Open content search (help please!)

Chriswaterguy's picture

I want to create a custom search engine that searches as many open content sites as possible. I want something that finds material that can be used freely - for Appropedia, Wikipedia, or any purpose you might want. This means only those sites which allow material to be used and modified, not only accessed. The list of sites used in the search engine will also be made public, in the spirit of open source.

This means only content which is: Public domain, GFDL, or CC-by-sa, or something very similar. (As for any for non-commercial license, such as CC-sa-nc, or any open access site... that's nice, but not good enough for what we want here.)

(EDIT: I've just realized, no CC licenses are suitable for using in a GFDL resource like Appropedia.

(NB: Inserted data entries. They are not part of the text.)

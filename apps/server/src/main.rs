//! SuperDash Server - headless playout-state aggregator.
//!
//! Connects to the configured device fleet, aggregates transport state and
//! serves it to dashboard WebSocket clients, Ember+ consumers and TSL UMD
//! tally displays. Runs until SIGINT/SIGTERM, then shuts down in
//! dependency order.

mod config;

use std::path::PathBuf;

use anyhow::{Context, Result};
use clap::Parser;
use superdash_core::{bootstrap, start_server, validate_servers};
use tokio::signal;

use crate::config::ConfigFile;

/// SuperDash Server - broadcast playout device aggregation.
#[derive(Parser, Debug)]
#[command(name = "superdash-server")]
#[command(author, version, about, long_about = None)]
struct Args {
    /// Path to the configuration file (JSON).
    #[arg(short, long, value_name = "FILE", default_value = "config.json", env = "SUPERDASH_CONFIG")]
    config: PathBuf,

    /// Log level (error, warn, info, debug, trace).
    #[arg(short, long, default_value = "info", env = "SUPERDASH_LOG_LEVEL")]
    log_level: log::LevelFilter,

    /// WebSocket port (overrides config file).
    #[arg(short = 'p', long, env = "SUPERDASH_WEBSOCKET_PORT")]
    web_socket_port: Option<u16>,
}

#[tokio::main]
async fn main() -> Result<()> {
    let args = Args::parse();

    env_logger::Builder::new()
        .filter_level(args.log_level)
        .format_timestamp_millis()
        .init();

    log::info!("SuperDash Server v{}", env!("CARGO_PKG_VERSION"));

    // Config problems are fatal: load, schema and semantic validation all
    // exit non-zero through the error return.
    let mut config = ConfigFile::load(&args.config).context("Failed to load configuration")?;
    if let Some(port) = args.web_socket_port {
        config.settings.web_socket_port = port;
    }
    validate_servers(&config.servers).context("Invalid device configuration")?;

    log::info!(
        "Configuration: {} device(s), webSocketPort={}, emberPlusPort={}, {} TSL destination(s)",
        config.servers.len(),
        config.settings.web_socket_port,
        config.settings.ember_plus_port,
        config.settings.tsl_umd_destinations.len(),
    );

    let services = bootstrap(config.settings, config.servers)
        .await
        .context("Failed to bootstrap services")?;

    // Serve WebSocket + HTTP on the main runtime.
    let app_state = services.app_state.clone();
    let server_handle = tokio::spawn(async move {
        if let Err(e) = start_server(app_state).await {
            log::error!("Server error: {e}");
        }
    });

    shutdown_signal().await;
    log::info!("Shutdown signal received, cleaning up...");

    // Clients first, then outputs, then the WebSocket server.
    services.shutdown().await;
    server_handle.abort();

    log::info!("Shutdown complete");
    Ok(())
}

/// Waits for a shutdown signal (Ctrl+C or SIGTERM).
async fn shutdown_signal() {
    let ctrl_c = async {
        signal::ctrl_c()
            .await
            .expect("Failed to install Ctrl+C handler");
    };

    #[cfg(unix)]
    let terminate = async {
        signal::unix::signal(signal::unix::SignalKind::terminate())
            .expect("Failed to install SIGTERM handler")
            .recv()
            .await;
    };

    #[cfg(not(unix))]
    let terminate = std::future::pending::<()>();

    tokio::select! {
        _ = ctrl_c => {},
        _ = terminate => {},
    }
}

I had misinterpreted the "or a compatible license". Apparently there are differences in the underlying legal text. The two groups are working on making the licenses compatible - let's hope they do so quickly!)

Now, when I go searching for listings of public domain sites, I find lots of lists, but the sites given are usually *not* public domain as claimed but mainly just open access. So my first question is: does anyone have a list of actual public domain and/or other open content?

If not... we have to start from scratch. So... what sites can we add? Here are the ones I've listed so far at Appropedia open content search:

  • .gov
  • .mil
  • .appropedia.org
  • .wikipedia.org
  • .wikibooks.org
  • .wikiversity.org
  • .gutenberg.org
  • .wikisource.org

www.ethanzuckerman.com/blog/* (CC license)

(Now, the .gov sites, in particular, are a mixed bag. Lots of public domain material, but unless the content was actually created by a federal government employee, it will probably be under copyright. A more sophisticated search of US government sites will improve things: either list every single federal government site, or exclude all state government sites. I think the second one is the better option - just list all the states' domains: -*alabama.gov, -*arkansas.gov, etc. There's still the issue of contractors and government supported laboratories etc who publish content on federal sites, but that will just have to be watched out for.)

Chris

curtbeckmann's picture

Does fao.org fit the

Does fao.org fit the profile?

CurtB, Appropedia guy

Chriswaterguy's picture

No

Sadly no - it's NC. i.e. they specify non-commercial use, so it can't be used under a license which is not NC.

I don't think they explicitly allow derivatives either. From memory a lot of (all?) UN stuff is like this.

Chris

Chriswaterguy's picture

Open content blogs

Thankfully there are some bloggers who use open content licenses - but not many. So all this great content is being created on some of the best blogs, and is not able to be easily reused.

Ethan Zuckerman is already listed. Doing a search brings up more blogs *about* open licenses than *under* open licenses, but I did find Oilgae.com under GFDL. I added "sustainability" to the search - no point getting a GFDL blog about Britney Spears :D. Didn't look much further as my internet went from slow to dead last night.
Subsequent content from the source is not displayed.